I hate when paint comes of when I am peeling tape off of a model so thats why I use enamels. You simply can not make an acrylic paint a hotter paint with a thinner. The MM line has a great selection of colors and when I am faced with a color that I cant find I go to the Hardware store and buy big cans of spray paint. You will find that a little ingenuity and patience will yield excellent results by mixing paints by hand rather than trying to find the exact color your looking for.

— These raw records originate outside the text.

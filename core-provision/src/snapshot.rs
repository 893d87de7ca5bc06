//! # Snapshot Coordinator
//!
//! Creates, polls and prunes the point-in-time snapshots that hand data
//! between "the volume as it is now" and "what a mover may read or write".
//!
//! Nothing here blocks: [`SnapshotCoordinator::await_ready`] looks once and
//! reports, leaving the requeue to the caller.

use bridge_traits::Clock;
use core_api::{Object, ResourceSpec, VolumeSnapshot, VolumeSnapshotSpec};
use std::sync::Arc;
use std::time::Duration;
use tracing::{debug, info, instrument};

use crate::error::{ProvisionError, Result};
use crate::naming::{owner_labels, Role, LABEL_ROLE};
use crate::provisioner::Provisioner;

#[derive(Clone)]
pub struct SnapshotCoordinator {
    provisioner: Provisioner,
    clock: Arc<dyn Clock>,
}

impl SnapshotCoordinator {
    pub fn new(provisioner: Provisioner, clock: Arc<dyn Clock>) -> Self {
        Self { provisioner, clock }
    }

    /// Request a snapshot of `volume`, or return the one already requested
    /// under `name`.
    #[instrument(skip(self, owner), fields(owner = %owner.name()))]
    pub async fn create_snapshot<O: ResourceSpec>(
        &self,
        owner: &Object<O>,
        volume: &str,
        name: &str,
        class: Option<&str>,
        role: Role,
    ) -> Result<VolumeSnapshot> {
        let spec = VolumeSnapshotSpec {
            source_volume: volume.to_string(),
            volume_snapshot_class_name: class.map(str::to_string),
        };
        let labels = owner_labels(owner.uid(), role);

        let snapshot = self
            .provisioner
            .ensure_volume_snapshot(owner, name, spec, labels)
            .await?;
        debug!(snapshot = %snapshot.name(), ready = snapshot.status.ready_to_use, "Snapshot requested");
        Ok(snapshot)
    }

    /// Check a snapshot once.
    ///
    /// `Ok(false)` means not ready yet, try again later. A snapshot the
    /// platform flagged as failed, or one still not ready `timeout` after its
    /// creation, is an error.
    pub async fn await_ready(
        &self,
        namespace: &str,
        name: &str,
        timeout: Duration,
    ) -> Result<bool> {
        let snapshot = self
            .provisioner
            .client()
            .get::<VolumeSnapshotSpec>(namespace, name)
            .await?
            .ok_or_else(|| ProvisionError::SnapshotNotFound {
                name: format!("{}/{}", namespace, name),
            })?;

        if let Some(message) = &snapshot.status.error {
            return Err(ProvisionError::SnapshotFailed {
                name: name.to_string(),
                message: message.clone(),
            });
        }

        if snapshot.status.ready_to_use {
            return Ok(true);
        }

        if let Some(created) = snapshot.metadata.creation_timestamp {
            let waited = self.clock.now() - created;
            let expired = chrono::Duration::from_std(timeout).map_or(false, |limit| waited > limit);
            if expired {
                return Err(ProvisionError::SnapshotTimeout {
                    name: name.to_string(),
                    waited_secs: waited.num_seconds(),
                });
            }
        }

        Ok(false)
    }

    /// Delete the owner's snapshots of `role` beyond the newest `retain`,
    /// oldest first. `keep` is never deleted and counts towards `retain`.
    ///
    /// Returns the names of the deleted snapshots.
    #[instrument(skip(self, owner), fields(owner = %owner.name()))]
    pub async fn prune<O: ResourceSpec>(
        &self,
        owner: &Object<O>,
        role: Role,
        retain: u32,
        keep: Option<&str>,
    ) -> Result<Vec<String>> {
        let mut snapshots: Vec<VolumeSnapshot> = self
            .provisioner
            .client()
            .list_owned::<VolumeSnapshotSpec>(owner.namespace(), owner.uid())
            .await?
            .into_iter()
            .filter(|s| s.metadata.labels.get(LABEL_ROLE).map(String::as_str) == Some(role.as_str()))
            .collect();

        // Newest first
        snapshots.sort_by(|a, b| {
            b.metadata
                .creation_timestamp
                .cmp(&a.metadata.creation_timestamp)
                .then_with(|| b.metadata.name.cmp(&a.metadata.name))
        });

        let keep_present = keep.map_or(false, |k| snapshots.iter().any(|s| s.name() == k));
        let mut slots = (retain as usize).saturating_sub(usize::from(keep_present));

        let mut doomed = Vec::new();
        for snapshot in &snapshots {
            if Some(snapshot.name()) == keep {
                continue;
            }
            if slots > 0 {
                slots -= 1;
                continue;
            }
            doomed.push(snapshot.metadata.name.clone());
        }

        // Oldest first
        doomed.reverse();
        let mut deleted = Vec::with_capacity(doomed.len());
        for name in doomed {
            if self
                .provisioner
                .release::<O, VolumeSnapshotSpec>(owner, &name)
                .await?
            {
                deleted.push(name);
            }
        }

        if !deleted.is_empty() {
            info!(count = deleted.len(), retain, "Pruned snapshots");
        }
        Ok(deleted)
    }
}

I am in the process of camouflaging an EA-6B Prowler and an A6-E Intruder. None of the paints I have looked at even online look correct to me. So I went to walmart and picked a couple of colors in spray cans, decanted them and mixed them to a color that more represents what I need. Not to mention the spray cans yield way more paint for the money.

When I mix my paints I start with the color of choice and darken it with black, or lighten it with white. When its close to the shade I want I use a medium gray to get the tint I need to correct the color. I just got done mixing three desert colors needed for both aircraft mentioned above and to me looks like the colors will match the decals spot on.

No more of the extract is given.